DATASET CONTENT Block Start
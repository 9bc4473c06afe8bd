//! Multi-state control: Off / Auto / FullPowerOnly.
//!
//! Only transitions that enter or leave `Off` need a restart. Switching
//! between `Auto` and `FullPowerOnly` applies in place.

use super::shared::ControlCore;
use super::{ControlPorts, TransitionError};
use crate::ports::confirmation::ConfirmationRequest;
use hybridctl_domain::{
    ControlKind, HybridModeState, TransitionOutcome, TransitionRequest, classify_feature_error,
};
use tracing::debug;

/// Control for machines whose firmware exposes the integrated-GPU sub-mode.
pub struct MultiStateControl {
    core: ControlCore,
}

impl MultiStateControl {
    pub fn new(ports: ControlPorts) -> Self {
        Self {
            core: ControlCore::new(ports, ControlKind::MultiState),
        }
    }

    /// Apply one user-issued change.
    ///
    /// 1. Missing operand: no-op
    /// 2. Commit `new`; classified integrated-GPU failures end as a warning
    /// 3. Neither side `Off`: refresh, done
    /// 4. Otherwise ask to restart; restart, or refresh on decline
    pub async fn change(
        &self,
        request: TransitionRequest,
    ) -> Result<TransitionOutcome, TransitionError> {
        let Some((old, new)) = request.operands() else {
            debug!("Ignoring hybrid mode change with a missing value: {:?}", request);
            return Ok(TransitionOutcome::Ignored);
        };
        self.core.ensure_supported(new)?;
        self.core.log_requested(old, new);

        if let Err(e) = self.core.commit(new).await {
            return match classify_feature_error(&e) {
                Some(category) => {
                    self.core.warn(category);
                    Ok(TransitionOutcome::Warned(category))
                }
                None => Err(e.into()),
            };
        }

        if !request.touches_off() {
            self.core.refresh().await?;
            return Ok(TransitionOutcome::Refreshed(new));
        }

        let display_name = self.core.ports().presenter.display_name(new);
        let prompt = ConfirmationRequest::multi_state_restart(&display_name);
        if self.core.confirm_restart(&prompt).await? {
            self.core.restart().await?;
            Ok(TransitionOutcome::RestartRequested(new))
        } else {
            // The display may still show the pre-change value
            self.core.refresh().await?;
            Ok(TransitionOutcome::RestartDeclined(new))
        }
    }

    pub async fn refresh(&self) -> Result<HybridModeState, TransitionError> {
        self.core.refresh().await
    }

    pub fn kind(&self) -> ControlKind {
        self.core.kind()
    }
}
DATASET CONTENT Block End
DATASET CONTENT Block Start
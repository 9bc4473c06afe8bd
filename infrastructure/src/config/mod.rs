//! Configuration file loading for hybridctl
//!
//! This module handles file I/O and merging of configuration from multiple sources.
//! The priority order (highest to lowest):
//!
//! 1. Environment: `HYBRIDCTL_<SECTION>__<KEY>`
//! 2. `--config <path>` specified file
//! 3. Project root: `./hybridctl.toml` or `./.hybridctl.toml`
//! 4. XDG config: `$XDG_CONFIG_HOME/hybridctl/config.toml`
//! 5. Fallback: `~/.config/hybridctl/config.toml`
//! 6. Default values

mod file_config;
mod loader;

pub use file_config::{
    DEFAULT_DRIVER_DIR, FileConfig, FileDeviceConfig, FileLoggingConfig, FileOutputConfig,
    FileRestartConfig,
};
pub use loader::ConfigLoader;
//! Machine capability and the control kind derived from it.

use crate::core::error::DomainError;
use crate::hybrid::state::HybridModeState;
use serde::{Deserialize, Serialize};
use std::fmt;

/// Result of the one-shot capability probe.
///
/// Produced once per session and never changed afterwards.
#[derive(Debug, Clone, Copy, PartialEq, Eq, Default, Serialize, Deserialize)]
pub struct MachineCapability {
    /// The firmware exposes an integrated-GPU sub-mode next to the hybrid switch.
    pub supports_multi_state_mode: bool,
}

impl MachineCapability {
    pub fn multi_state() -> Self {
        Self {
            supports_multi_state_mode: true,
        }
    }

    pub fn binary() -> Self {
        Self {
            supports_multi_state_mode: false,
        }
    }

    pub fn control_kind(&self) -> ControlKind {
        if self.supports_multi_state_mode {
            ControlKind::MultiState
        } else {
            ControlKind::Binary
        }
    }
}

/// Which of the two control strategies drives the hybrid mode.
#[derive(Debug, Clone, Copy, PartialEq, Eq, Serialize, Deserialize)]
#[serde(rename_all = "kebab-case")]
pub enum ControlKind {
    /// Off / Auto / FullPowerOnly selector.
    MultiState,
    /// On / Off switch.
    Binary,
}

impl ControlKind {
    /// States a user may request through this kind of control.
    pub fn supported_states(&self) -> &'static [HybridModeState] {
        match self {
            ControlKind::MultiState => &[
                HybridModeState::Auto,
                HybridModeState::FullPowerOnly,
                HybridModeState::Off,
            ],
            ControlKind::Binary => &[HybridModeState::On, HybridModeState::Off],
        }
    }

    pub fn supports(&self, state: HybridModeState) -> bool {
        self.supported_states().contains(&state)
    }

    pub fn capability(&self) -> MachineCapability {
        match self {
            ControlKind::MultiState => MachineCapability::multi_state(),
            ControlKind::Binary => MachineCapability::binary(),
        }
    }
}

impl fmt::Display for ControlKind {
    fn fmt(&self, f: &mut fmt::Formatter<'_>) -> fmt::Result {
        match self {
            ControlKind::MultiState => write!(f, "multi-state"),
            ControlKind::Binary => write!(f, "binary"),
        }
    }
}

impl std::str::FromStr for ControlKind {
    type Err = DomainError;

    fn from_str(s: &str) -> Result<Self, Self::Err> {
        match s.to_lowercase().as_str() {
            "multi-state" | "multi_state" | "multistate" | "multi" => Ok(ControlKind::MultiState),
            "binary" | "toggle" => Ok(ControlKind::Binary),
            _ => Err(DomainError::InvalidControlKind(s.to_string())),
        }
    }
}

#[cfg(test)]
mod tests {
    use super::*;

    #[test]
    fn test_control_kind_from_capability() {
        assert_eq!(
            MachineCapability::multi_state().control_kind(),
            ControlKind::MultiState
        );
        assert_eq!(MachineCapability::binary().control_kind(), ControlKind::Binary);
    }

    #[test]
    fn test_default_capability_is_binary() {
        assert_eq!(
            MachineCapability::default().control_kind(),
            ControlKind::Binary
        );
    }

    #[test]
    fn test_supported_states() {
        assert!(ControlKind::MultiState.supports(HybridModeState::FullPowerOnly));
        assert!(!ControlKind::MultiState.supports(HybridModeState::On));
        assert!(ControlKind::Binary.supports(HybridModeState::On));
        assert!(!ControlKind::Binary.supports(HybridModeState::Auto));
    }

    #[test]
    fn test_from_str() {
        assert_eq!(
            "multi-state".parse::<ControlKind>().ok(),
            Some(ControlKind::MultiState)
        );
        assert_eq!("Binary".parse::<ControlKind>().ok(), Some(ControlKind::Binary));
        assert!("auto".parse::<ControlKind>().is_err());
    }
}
DATASET CONTENT Block End
DATASET CONTENT Block Start
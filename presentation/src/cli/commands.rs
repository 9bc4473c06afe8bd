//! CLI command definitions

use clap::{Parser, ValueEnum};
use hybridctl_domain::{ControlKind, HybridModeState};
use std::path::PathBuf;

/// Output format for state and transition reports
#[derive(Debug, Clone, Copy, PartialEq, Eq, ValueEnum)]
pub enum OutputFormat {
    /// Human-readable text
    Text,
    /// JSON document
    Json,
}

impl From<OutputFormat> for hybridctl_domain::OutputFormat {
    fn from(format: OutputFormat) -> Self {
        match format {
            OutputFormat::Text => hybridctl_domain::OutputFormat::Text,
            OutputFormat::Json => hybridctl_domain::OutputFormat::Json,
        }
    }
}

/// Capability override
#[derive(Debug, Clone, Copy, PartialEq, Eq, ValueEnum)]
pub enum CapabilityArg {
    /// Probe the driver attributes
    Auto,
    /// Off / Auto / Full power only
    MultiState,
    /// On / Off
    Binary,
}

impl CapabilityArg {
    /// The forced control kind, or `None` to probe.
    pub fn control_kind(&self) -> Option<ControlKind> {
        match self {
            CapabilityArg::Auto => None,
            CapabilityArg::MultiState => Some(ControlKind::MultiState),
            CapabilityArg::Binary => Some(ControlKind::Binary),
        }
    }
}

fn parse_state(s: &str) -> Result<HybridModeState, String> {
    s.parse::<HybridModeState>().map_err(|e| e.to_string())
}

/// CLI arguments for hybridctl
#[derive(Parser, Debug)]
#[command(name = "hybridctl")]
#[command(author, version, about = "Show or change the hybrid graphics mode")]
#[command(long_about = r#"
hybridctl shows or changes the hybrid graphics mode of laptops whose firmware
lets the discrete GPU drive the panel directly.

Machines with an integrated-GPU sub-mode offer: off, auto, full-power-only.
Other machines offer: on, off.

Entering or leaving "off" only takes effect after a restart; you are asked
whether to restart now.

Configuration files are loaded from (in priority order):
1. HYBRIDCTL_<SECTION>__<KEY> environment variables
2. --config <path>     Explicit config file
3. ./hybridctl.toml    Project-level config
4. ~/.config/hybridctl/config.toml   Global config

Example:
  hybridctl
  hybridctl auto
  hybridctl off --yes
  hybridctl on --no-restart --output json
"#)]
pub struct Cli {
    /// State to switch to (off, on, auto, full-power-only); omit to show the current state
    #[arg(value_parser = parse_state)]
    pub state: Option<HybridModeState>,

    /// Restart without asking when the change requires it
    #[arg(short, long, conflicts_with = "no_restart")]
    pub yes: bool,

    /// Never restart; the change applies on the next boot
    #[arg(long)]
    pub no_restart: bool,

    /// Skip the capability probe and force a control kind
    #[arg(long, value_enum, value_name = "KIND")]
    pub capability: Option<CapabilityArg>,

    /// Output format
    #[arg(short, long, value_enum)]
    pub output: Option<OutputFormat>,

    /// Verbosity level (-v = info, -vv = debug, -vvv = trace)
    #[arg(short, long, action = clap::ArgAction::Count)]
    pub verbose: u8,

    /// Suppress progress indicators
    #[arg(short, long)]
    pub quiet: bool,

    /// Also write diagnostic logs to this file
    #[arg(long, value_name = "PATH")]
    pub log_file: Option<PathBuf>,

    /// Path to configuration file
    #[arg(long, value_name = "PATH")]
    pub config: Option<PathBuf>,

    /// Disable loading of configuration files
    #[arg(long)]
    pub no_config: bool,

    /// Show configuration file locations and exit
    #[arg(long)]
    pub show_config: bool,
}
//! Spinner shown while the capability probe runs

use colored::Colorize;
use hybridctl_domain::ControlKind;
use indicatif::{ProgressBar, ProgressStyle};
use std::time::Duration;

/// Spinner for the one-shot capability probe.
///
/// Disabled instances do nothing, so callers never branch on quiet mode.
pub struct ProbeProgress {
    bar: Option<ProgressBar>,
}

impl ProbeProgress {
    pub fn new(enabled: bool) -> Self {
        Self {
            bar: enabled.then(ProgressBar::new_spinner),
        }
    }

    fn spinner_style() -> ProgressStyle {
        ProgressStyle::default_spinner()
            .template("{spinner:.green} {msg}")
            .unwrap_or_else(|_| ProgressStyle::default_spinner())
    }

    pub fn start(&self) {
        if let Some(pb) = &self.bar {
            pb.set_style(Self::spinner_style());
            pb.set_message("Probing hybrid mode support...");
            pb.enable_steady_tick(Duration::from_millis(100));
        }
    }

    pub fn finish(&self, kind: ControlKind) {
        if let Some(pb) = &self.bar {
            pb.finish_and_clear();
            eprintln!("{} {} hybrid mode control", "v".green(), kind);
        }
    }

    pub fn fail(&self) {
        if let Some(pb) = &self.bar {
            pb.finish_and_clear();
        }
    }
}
DATASET CONTENT Block End
WHAT IS BEING ASKED: How many lines of the records contain the word "CapabilityArg"? Reply with the number and nothing else.

FINAL ANSWER: 6